The sky looks very different from down under. This is the entire sky of early evening as autumn begins in the southern hemisphere.
My last post showed Orion and the winter sky disappearing into the west, from home in Alberta.
This post shows that same area of sky (here at top) also setting into the west. But that’s the only area of sky familiar to northern hemisphere stargazers.
Everything below Orion and Sirius is new celestial territory for the northern astronomer. Welcome to the fabulous southern hemisphere sky.
And to the autumn sky – From home it is spring. From here in the southern hemisphere summer is giving way to cool nights of autumn.
Straight up, at centre, is the faint Milky Way area containing the constellations of Puppis and Vela, formerly in the constellation of Argo Navis.
Below, the Milky Way brightens in Carina and Crux, the Southern Cross, where dark lanes divide the Milky Way.
At right, the two patches of light are the Large and Small Magellanic Clouds, satellite galaxies of our Milky Way.
The bright object at left is Jupiter rising over the Tasman Sea.
I shot this 360° panorama on March 31, 2017 from Cape Conran on the Gippsland Coast of Victoria, Australia, at a latitude of 37° South.
I’ve turned the panorama so Orion appears as we’re used to seeing him, head up and feet below. But here in the southern hemisphere the image below despicts what he looks like, as he dives headfirst into the west in the evening twilight.

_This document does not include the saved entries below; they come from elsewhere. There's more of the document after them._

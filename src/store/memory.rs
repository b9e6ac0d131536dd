//! In-process store implementing both store capabilities.
//!
//! Expiry follows the injected [`Clock`]: reads skip expired records and
//! every write sweeps them out, mirroring the native expiry of the stores it
//! stands in for. A single lock per map makes every batch and every upsert
//! indivisible.

use std::collections::HashMap;
use std::sync::Arc;

use async_trait::async_trait;
use chrono::{DateTime, Utc};
use parking_lot::Mutex;
use tracing::trace;

use super::{
    BatchStore, CounterDocument, DocumentSelector, DocumentStore, DocumentUpdate, IndexSpec, KvOp,
    KvReply,
};
use crate::clock::{Clock, SystemClock};
use crate::error::Result;

#[derive(Debug, Clone, Copy)]
struct Entry {
    value: i64,
    /// Milliseconds since the epoch; `None` never expires
    expires_at: Option<i64>,
}

impl Entry {
    fn is_live(&self, now_ms: i64) -> bool {
        self.expires_at.map_or(true, |at| at > now_ms)
    }
}

struct Inner {
    clock: Arc<dyn Clock>,
    entries: Mutex<HashMap<String, Entry>>,
    documents: Mutex<HashMap<DocumentSelector, CounterDocument>>,
    indexes: Mutex<Vec<IndexSpec>>,
}

/// Shared in-memory key/value and document store. Clones share state.
#[derive(Clone)]
pub struct MemoryStore {
    inner: Arc<Inner>,
}

impl std::fmt::Debug for MemoryStore {
    fn fmt(&self, f: &mut std::fmt::Formatter<'_>) -> std::fmt::Result {
        f.debug_struct("MemoryStore")
            .field("entries", &self.inner.entries.lock().len())
            .field("documents", &self.inner.documents.lock().len())
            .finish()
    }
}

impl Default for MemoryStore {
    fn default() -> Self {
        Self::new()
    }
}

impl MemoryStore {
    /// Create an empty store on the wall clock.
    pub fn new() -> Self {
        Self::with_clock(Arc::new(SystemClock))
    }

    /// Create an empty store whose expiry follows `clock`.
    pub fn with_clock(clock: Arc<dyn Clock>) -> Self {
        Self {
            inner: Arc::new(Inner {
                clock,
                entries: Mutex::new(HashMap::new()),
                documents: Mutex::new(HashMap::new()),
                indexes: Mutex::new(Vec::new()),
            }),
        }
    }

    fn now(&self) -> DateTime<Utc> {
        self.inner.clock.now()
    }

    /// Live value stored under `key`.
    pub fn get(&self, key: &str) -> Option<i64> {
        let now_ms = self.now().timestamp_millis();
        self.inner
            .entries
            .lock()
            .get(key)
            .filter(|entry| entry.is_live(now_ms))
            .map(|entry| entry.value)
    }

    /// Remaining lifetime of `key` in milliseconds; `None` when absent or
    /// when the key never expires.
    pub fn ttl_millis(&self, key: &str) -> Option<i64> {
        let now_ms = self.now().timestamp_millis();
        self.inner
            .entries
            .lock()
            .get(key)
            .filter(|entry| entry.is_live(now_ms))
            .and_then(|entry| entry.expires_at)
            .map(|at| at - now_ms)
    }

    /// Live keys, sorted.
    pub fn keys(&self) -> Vec<String> {
        let now_ms = self.now().timestamp_millis();
        let mut keys: Vec<String> = self
            .inner
            .entries
            .lock()
            .iter()
            .filter(|(_, entry)| entry.is_live(now_ms))
            .map(|(key, _)| key.clone())
            .collect();
        keys.sort();
        keys
    }

    /// Live documents, in no particular order.
    pub fn documents(&self) -> Vec<CounterDocument> {
        let now = self.now();
        self.inner
            .documents
            .lock()
            .values()
            .filter(|doc| doc.expire_at > now)
            .cloned()
            .collect()
    }

    /// Indexes created so far.
    pub fn indexes(&self) -> Vec<IndexSpec> {
        self.inner.indexes.lock().clone()
    }

    fn apply(entries: &mut HashMap<String, Entry>, op: KvOp, now_ms: i64) -> KvReply {
        match op {
            KvOp::SetIfAbsent { key, value, ttl_ms } => {
                if entries.contains_key(&key) {
                    return KvReply::Nil;
                }
                entries.insert(
                    key,
                    Entry {
                        value,
                        expires_at: Some(now_ms + ttl_ms),
                    },
                );
                KvReply::Ok
            }
            KvOp::IncrBy { key, delta } => {
                let entry = entries.entry(key).or_insert(Entry {
                    value: 0,
                    expires_at: None,
                });
                entry.value += delta;
                KvReply::Integer(entry.value)
            }
            KvOp::Del { key } => KvReply::Integer(i64::from(entries.remove(&key).is_some())),
            KvOp::Get { key } => entries
                .get(&key)
                .map_or(KvReply::Nil, |entry| KvReply::Integer(entry.value)),
        }
    }
}

#[async_trait]
impl BatchStore for MemoryStore {
    async fn exec(&self, ops: Vec<KvOp>) -> Result<Vec<KvReply>> {
        let now_ms = self.now().timestamp_millis();
        let mut entries = self.inner.entries.lock();
        entries.retain(|_, entry| entry.is_live(now_ms));
        trace!(commands = ops.len(), "Applying in-memory batch");

        Ok(ops
            .into_iter()
            .map(|op| Self::apply(&mut entries, op, now_ms))
            .collect())
    }
}

#[async_trait]
impl DocumentStore for MemoryStore {
    async fn find_and_upsert(
        &self,
        selector: &DocumentSelector,
        update: &DocumentUpdate,
    ) -> Result<Option<CounterDocument>> {
        let now = self.now();
        let mut documents = self.inner.documents.lock();

        documents.retain(|_, doc| doc.expire_at > now);

        let doc = documents
            .entry(selector.clone())
            .and_modify(|doc| doc.value += update.inc)
            .or_insert_with(|| CounterDocument {
                namespace: selector.namespace.clone(),
                key: selector.key.clone(),
                ttl: selector.ttl,
                value: update.inc,
                expire_at: update.expire_at_on_insert,
            });

        Ok(Some(doc.clone()))
    }

    async fn find(&self, selector: &DocumentSelector) -> Result<Option<CounterDocument>> {
        let now = self.now();
        Ok(self
            .inner
            .documents
            .lock()
            .get(selector)
            .filter(|doc| doc.expire_at > now)
            .cloned())
    }

    async fn delete(&self, selector: &DocumentSelector) -> Result<bool> {
        let now = self.now();
        Ok(self
            .inner
            .documents
            .lock()
            .remove(selector)
            .is_some_and(|doc| doc.expire_at > now))
    }

    async fn create_index(&self, index: &IndexSpec) -> Result<()> {
        let mut indexes = self.inner.indexes.lock();
        if !indexes.iter().any(|existing| existing.name == index.name) {
            indexes.push(index.clone());
        }
        Ok(())
    }
}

The bright object here is the waxing crescent Moon, here in Taurus. Taurus is below Orion, while Sirius (the bright star at top) and the stars of Canis Major are above Orion.
This view above takes in more of Canis Major. Note the Pleiades to the right of the Moon.
Visiting the southern hemisphere is a wonderful experience for any stargazer. The sky is disorienting, but filled with new wonders to see and old sights turned quite literally on their heads!